Costco Wholesale Corp.
(COST $70) reported fiscal 1Q EPS of $0.71, above the $0.69 that analysts were anticipating, with revenues growing 11% y/y to $19.2 billion, versus the $18.8 billion that the Street had forecasted. The retailer said its 1Q same-store sales rose 7% y/y, while excluding inflation in gasoline prices and strengthening foreign currencies, sales rose 5%.

Mortgage applications tick lower as 30-year rate rises and refinances decline

The US
economic calendar remains light, with today’s lone report being the MBA Mortgage Application Index, which dipped slightly by 0.9% last week, after the index that can be quite volatile on a week-to-week basis, fell 16.5% in the previous week. The modest decline came as a 1.4% decrease in the Refinance Index was met by a 1.8% gain in the Purchase Index. The downward move in the overall index came amid a 10 basis-point increase in the average 30-year mortgage rate to 4.66%, above the record low of 4.21% on October 8.

Treasuries are under pressure in early action, and yields are extending yesterday’s strong advance on the announcement that the Bush-era tax cuts have been tentatively agreed to be extended, while showing little reaction to the housing data.


Europe mixed on divergent data


The equity markets in Europe are mixed in afternoon action, with traders grappling with some mixed signals from the economic front, as well as exacerbated uneasiness regarding possible policy tightening in China. However, euro-area debt concerns are relatively subdued, with the Irish Parliament voting in favor of the government’s 6 billion euro ($8 billion) austerity budget released yesterday, which including spending cuts and tax increases.
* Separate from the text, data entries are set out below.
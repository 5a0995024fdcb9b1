// Record assembly: decoded channels + timing + patient/study metadata

use crate::core::constants::*;
use crate::core::error::{Issue, WaveformError};
use crate::core::format::DataSet;
use crate::core::locator::{ChannelDefinition, MultiplexGroup};
use chrono::{NaiveDate, NaiveDateTime, NaiveTime};
use serde::Serialize;
use std::collections::{BTreeMap, HashMap};

/// Decoded samples keyed by (group index, channel index) in the source.
pub type DecodedChannels = HashMap<(usize, usize), Vec<f64>>;

#[derive(Debug, Clone, PartialEq, Serialize)]
pub struct ChannelSummary {
    pub label: String,
    pub units: String,
    pub source: String,
    pub bits_stored: Option<u16>,
    pub sensitivity: Option<f64>,
    pub sensitivity_correction_factor: Option<f64>,
    pub baseline: Option<f64>,
}

#[derive(Debug, Clone, PartialEq)]
pub struct DecodedGroup {
    pub index: usize,
    pub label: String,
    pub sampling_frequency: f64,
    pub number_of_samples: usize,
    pub channel_labels: Vec<String>,
    pub channels: Vec<ChannelSummary>,
    /// Indexed [channel][sample]
    pub samples: Vec<Vec<f64>>,
}

impl DecodedGroup {
    pub fn duration_seconds(&self) -> f64 {
        self.number_of_samples as f64 / self.sampling_frequency
    }

    pub fn time_at(&self, sample_index: usize) -> f64 {
        sample_index as f64 / self.sampling_frequency
    }
}

#[derive(Debug, Clone, PartialEq)]
pub struct ExtractionRecord {
    pub metadata: BTreeMap<String, String>,
    pub groups: Vec<DecodedGroup>,
}

/// Declared label, or `channel_{index}` when empty. Duplicates are kept.
pub fn channel_label(definition: &ChannelDefinition, index: usize) -> String {
    if definition.label.is_empty() {
        format!("channel_{}", index)
    } else {
        definition.label.clone()
    }
}

/// Builds the record in source order. Channels missing from `decoded`
/// failed upstream and are left out; groups left with no channel are
/// dropped. An empty result is signalled as `NoWaveformData`.
pub fn assemble(
    groups: &[MultiplexGroup<'_>],
    mut decoded: DecodedChannels,
    metadata: BTreeMap<String, String>,
) -> (ExtractionRecord, Option<Issue>) {
    let mut out = Vec::with_capacity(groups.len());

    for group in groups {
        let mut channel_labels = Vec::new();
        let mut channels = Vec::new();
        let mut samples = Vec::new();

        for (index, definition) in group.channels.iter().enumerate() {
            let Some(values) = decoded.remove(&(group.index, index)) else {
                continue;
            };
            let label = channel_label(definition, index);
            channels.push(ChannelSummary {
                label: label.clone(),
                units: definition.units.clone(),
                source: definition.source.clone(),
                bits_stored: definition.bits_stored,
                sensitivity: definition.sensitivity,
                sensitivity_correction_factor: definition.sensitivity_correction_factor,
                baseline: definition.baseline,
            });
            channel_labels.push(label);
            samples.push(values);
        }

        if samples.is_empty() {
            continue;
        }

        out.push(DecodedGroup {
            index: group.index,
            label: group.label.clone(),
            sampling_frequency: group.sampling_frequency,
            number_of_samples: group.number_of_samples,
            channel_labels,
            channels,
            samples,
        });
    }

    let condition = out
        .is_empty()
        .then(|| Issue::file(WaveformError::NoWaveformData));

    (
        ExtractionRecord {
            metadata,
            groups: out,
        },
        condition,
    )
}

/// Patient/study metadata for the output template. Every key in
/// `METADATA_KEYS` is present; unknown values are empty strings.
pub fn patient_metadata(
    tree: &DataSet,
    first_group: Option<&MultiplexGroup<'_>>,
) -> BTreeMap<String, String> {
    let mut metadata: BTreeMap<String, String> = METADATA_KEYS
        .iter()
        .map(|key| (key.to_string(), String::new()))
        .collect();

    let text = |tag| tree.string(tag).unwrap_or_default();
    metadata.insert(KEY_ACCESSION_NUMBER.to_string(), text(ACCESSION_NUMBER));
    metadata.insert(KEY_PATIENT_NAME.to_string(), text(PATIENT_NAME));
    metadata.insert(KEY_PATIENT_ID.to_string(), text(PATIENT_ID));
    metadata.insert(KEY_SERIES_DESCRIPTION.to_string(), text(SERIES_DESCRIPTION));
    metadata.insert(KEY_MODALITY.to_string(), text(MODALITY));
    metadata.insert(KEY_SOP_INSTANCE_UID.to_string(), text(SOP_INSTANCE_UID));

    match parse_datetime(&text(CONTENT_DATE), &text(CONTENT_TIME)) {
        Some(start) => {
            metadata.insert(KEY_STUDY_DATE.to_string(), start.format("%Y%m%d").to_string());
            metadata.insert(KEY_STUDY_TIME.to_string(), start.format("%H%M%S").to_string());
            metadata.insert(KEY_START_DATETIME.to_string(), format_datetime(start));

            if let Some(end) = first_group.and_then(|group| end_datetime(start, group)) {
                metadata.insert(KEY_END_DATETIME.to_string(), format_datetime(end));
            }
        }
        None => {
            metadata.insert(KEY_STUDY_DATE.to_string(), text(STUDY_DATE));
            metadata.insert(KEY_STUDY_TIME.to_string(), text(STUDY_TIME));
        }
    }

    metadata
}

/// One record per group with CHANNEL set to the group label. A record
/// without groups is returned unchanged.
pub fn split_groups(record: ExtractionRecord) -> Vec<ExtractionRecord> {
    if record.groups.is_empty() {
        return vec![record];
    }

    let ExtractionRecord { metadata, groups } = record;
    groups
        .into_iter()
        .map(|group| {
            let mut metadata = metadata.clone();
            let channel = if group.label.is_empty() {
                format!("group_{}", group.index)
            } else {
                group.label.clone()
            };
            metadata.insert(KEY_CHANNEL.to_string(), channel);
            ExtractionRecord {
                metadata,
                groups: vec![group],
            }
        })
        .collect()
}

fn parse_datetime(date: &str, time: &str) -> Option<NaiveDateTime> {
    let date = NaiveDate::parse_from_str(&date.replace(' ', ""), "%Y%m%d").ok()?;
    let time = time.replace(' ', "");
    let time = ["%H%M%S%.f", "%H%M", "%H:%M:%S%.f"]
        .iter()
        .find_map(|fmt| NaiveTime::parse_from_str(&time, fmt).ok())?;
    Some(date.and_time(time))
}

/// Time of the last sample of `group`, or `None` when it is not representable.
fn end_datetime(start: NaiveDateTime, group: &MultiplexGroup<'_>) -> Option<NaiveDateTime> {
    let last_sample = group.number_of_samples.saturating_sub(1) as f64;
    let micros = (last_sample / group.sampling_frequency * 1e6).round();
    if !micros.is_finite() || micros.abs() >= i64::MAX as f64 {
        return None;
    }
    start.checked_add_signed(chrono::Duration::microseconds(micros as i64))
}

fn format_datetime(value: NaiveDateTime) -> String {
    value.format("%Y-%m-%d %H:%M:%S%.6f").to_string()
}

#[cfg(test)]
mod tests {
    use super::*;
    use crate::core::format::{Element, Vr};

    fn definition(label: &str) -> ChannelDefinition {
        ChannelDefinition {
            label: label.to_string(),
            sample_interpretation: "SS".to_string(),
            bits_allocated: 16,
            bits_stored: None,
            sensitivity: Some(1.0),
            sensitivity_correction_factor: None,
            baseline: None,
            units: "uV".to_string(),
            source: String::new(),
        }
    }

    fn group(index: usize, labels: &[&str]) -> MultiplexGroup<'static> {
        MultiplexGroup {
            index,
            label: format!("G{}", index),
            sampling_frequency: 500.0,
            number_of_samples: 2,
            channels: labels.iter().map(|l| definition(l)).collect(),
            waveform_data: &[],
        }
    }

    #[test]
    fn test_assemble_preserves_order_and_labels() {
        let groups = vec![group(0, &["II", "", "II"]), group(2, &["V1"])];
        let mut decoded = DecodedChannels::new();
        decoded.insert((0, 0), vec![1.0, 2.0]);
        decoded.insert((0, 1), vec![3.0, 4.0]);
        decoded.insert((0, 2), vec![5.0, 6.0]);
        decoded.insert((2, 0), vec![7.0, 8.0]);

        let (record, condition) = assemble(&groups, decoded, BTreeMap::new());
        assert!(condition.is_none());
        assert_eq!(record.groups.len(), 2);
        assert_eq!(record.groups[0].channel_labels, vec!["II", "channel_1", "II"]);
        assert_eq!(record.groups[0].samples[2], vec![5.0, 6.0]);
        assert_eq!(record.groups[1].index, 2);
        assert_eq!(record.groups[1].label, "G2");
    }

    #[test]
    fn test_failed_channels_and_groups_left_out() {
        let groups = vec![group(0, &["I", "II"]), group(1, &["III"])];
        let mut decoded = DecodedChannels::new();
        decoded.insert((0, 1), vec![1.0, 2.0]);

        let (record, condition) = assemble(&groups, decoded, BTreeMap::new());
        assert!(condition.is_none());
        assert_eq!(record.groups.len(), 1);
        assert_eq!(record.groups[0].channel_labels, vec!["II"]);
    }

    #[test]
    fn test_nothing_decoded_signals_no_waveform() {
        let groups = vec![group(0, &["I"])];
        let (record, condition) = assemble(&groups, DecodedChannels::new(), BTreeMap::new());
        assert!(record.groups.is_empty());
        let condition = condition.unwrap();
        assert!(matches!(condition.error, WaveformError::NoWaveformData));
        assert_eq!(condition.group, None);
    }

    #[test]
    fn test_metadata_defaults_to_empty_strings() {
        let metadata = patient_metadata(&DataSet::new(), None);
        for key in METADATA_KEYS {
            assert_eq!(metadata.get(key).map(String::as_str), Some(""), "{}", key);
        }
    }

    #[test]
    fn test_metadata_content_datetime() {
        let tree = DataSet::new()
            .with(Element::text(PATIENT_ID, Vr::LO, "PAT01"))
            .with(Element::text(ACCESSION_NUMBER, Vr::SH, "ACC9"))
            .with(Element::text(CONTENT_DATE, Vr::DA, "20240131"))
            .with(Element::text(CONTENT_TIME, Vr::TM, "101500.250000"));
        let g = MultiplexGroup {
            index: 0,
            label: String::new(),
            sampling_frequency: 500.0,
            number_of_samples: 501,
            channels: Vec::new(),
            waveform_data: &[],
        };

        let metadata = patient_metadata(&tree, Some(&g));
        assert_eq!(metadata[KEY_PATIENT_ID], "PAT01");
        assert_eq!(metadata[KEY_ACCESSION_NUMBER], "ACC9");
        assert_eq!(metadata[KEY_STUDY_DATE], "20240131");
        assert_eq!(metadata[KEY_STUDY_TIME], "101500");
        assert_eq!(metadata[KEY_START_DATETIME], "2024-01-31 10:15:00.250000");
        assert_eq!(metadata[KEY_END_DATETIME], "2024-01-31 10:15:01.250000");
    }

    #[test]
    fn test_metadata_falls_back_to_raw_study_values() {
        let tree = DataSet::new()
            .with(Element::text(STUDY_DATE, Vr::DA, "2024"))
            .with(Element::text(STUDY_TIME, Vr::TM, "12"));
        let metadata = patient_metadata(&tree, None);
        assert_eq!(metadata[KEY_STUDY_DATE], "2024");
        assert_eq!(metadata[KEY_STUDY_TIME], "12");
        assert_eq!(metadata[KEY_START_DATETIME], "");
    }

    #[test]
    fn test_metadata_study_values_kept_raw_without_content() {
        let tree = DataSet::new()
            .with(Element::text(STUDY_DATE, Vr::DA, "20240131"))
            .with(Element::text(STUDY_TIME, Vr::TM, "101500.5"));
        let g = MultiplexGroup {
            number_of_samples: 10,
            ..group(0, &[])
        };

        let metadata = patient_metadata(&tree, Some(&g));
        assert_eq!(metadata[KEY_STUDY_DATE], "20240131");
        assert_eq!(metadata[KEY_STUDY_TIME], "101500.5");
        assert_eq!(metadata[KEY_START_DATETIME], "");
        assert_eq!(metadata[KEY_END_DATETIME], "");
    }

    #[test]
    fn test_metadata_end_left_empty_when_out_of_range() {
        let tree = DataSet::new()
            .with(Element::text(CONTENT_DATE, Vr::DA, "20240131"))
            .with(Element::text(CONTENT_TIME, Vr::TM, "101500"));
        let g = MultiplexGroup {
            sampling_frequency: 1e-12,
            number_of_samples: 10,
            ..group(0, &[])
        };

        let metadata = patient_metadata(&tree, Some(&g));
        assert_eq!(metadata[KEY_START_DATETIME], "2024-01-31 10:15:00.000000");
        assert_eq!(metadata[KEY_END_DATETIME], "");
    }

    #[test]
    fn test_assemble_carries_bits_stored() {
        let mut g = group(0, &["I"]);
        g.channels[0].bits_stored = Some(12);
        let mut decoded = DecodedChannels::new();
        decoded.insert((0, 0), vec![1.0, 2.0]);

        let (record, _) = assemble(&[g], decoded, BTreeMap::new());
        assert_eq!(record.groups[0].channels[0].bits_stored, Some(12));
    }

    #[test]
    fn test_split_groups_sets_channel() {
        let groups = vec![group(0, &["I"]), MultiplexGroup { label: String::new(), ..group(1, &["II"]) }];
        let mut decoded = DecodedChannels::new();
        decoded.insert((0, 0), vec![1.0, 2.0]);
        decoded.insert((1, 0), vec![3.0, 4.0]);
        let (record, _) = assemble(&groups, decoded, patient_metadata(&DataSet::new(), None));

        let split = split_groups(record);
        assert_eq!(split.len(), 2);
        assert_eq!(split[0].metadata[KEY_CHANNEL], "G0");
        assert_eq!(split[1].metadata[KEY_CHANNEL], "group_1");
        assert_eq!(split[1].groups[0].channel_labels, vec!["II"]);
    }
}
Meanwhile, the economic calendar across the pond sent conflicting signals, with Germany’s trade surplus narrowing more than economists had forecasted as exports unexpectedly fell in October, while German industrial production rose more than expected in October. In other economic news, the Bank of France said its business sentiment gauge unexpectedly improved.


The UK FTSE 100 Index is down 0.1%, France’s CAC-40 Index is advancing 0.3%, Germany’s DAX Index is declining 0.2%, and Ireland’s Irish Overall Index is gaining 1.0%.


Asia mixed as China slides


Stocks in Asia were mixed, with the equity markets in China coming under pressure amid elevated uneasiness that the government will announce new measures to tighten its monetary policy to try to stave off inflation and the formation of asset bubbles in the real estate market. China’s Shanghai Composite Index fell 1.0% and Hong Kong’s Hang Seng Index dropped 1.4%, as the aforementioned policy tightening concerns were exacerbated by the government moving up the release of key economic releases, including inflation data, by two days to December 11, per Bloomberg. However, Japanese stocks bucked the trend in the region, as the Nikkei 225 Index rose 0.9% to near a seven-month high, aided by a solid decline in the Japanese yen versus the US dollar, which helped the outlook for the nation’s exporters, and overshadowed a sharp drop in shares of
Sumco Corp. (SUOPY $31) after the silicon wafer maker forecasted a larger-than-anticipated loss. The advance in Japan came even after a report showed Japan’s machine orders fell much more than expected and the nation’s trade surplus unexpectedly contracted.

Elsewhere, South Korea’s Kospi Index gave up early gains and finished 0.4% lower amid new reports of artillery fire in a military exercise by North Korea. Meanwhile, other major markets in the region finished in the red amid the uneasiness regarding China, with Australia’s S&P/ASX 200 Index declining 0.6% and India’s BSE Sensex 30 Index falling 1.2%.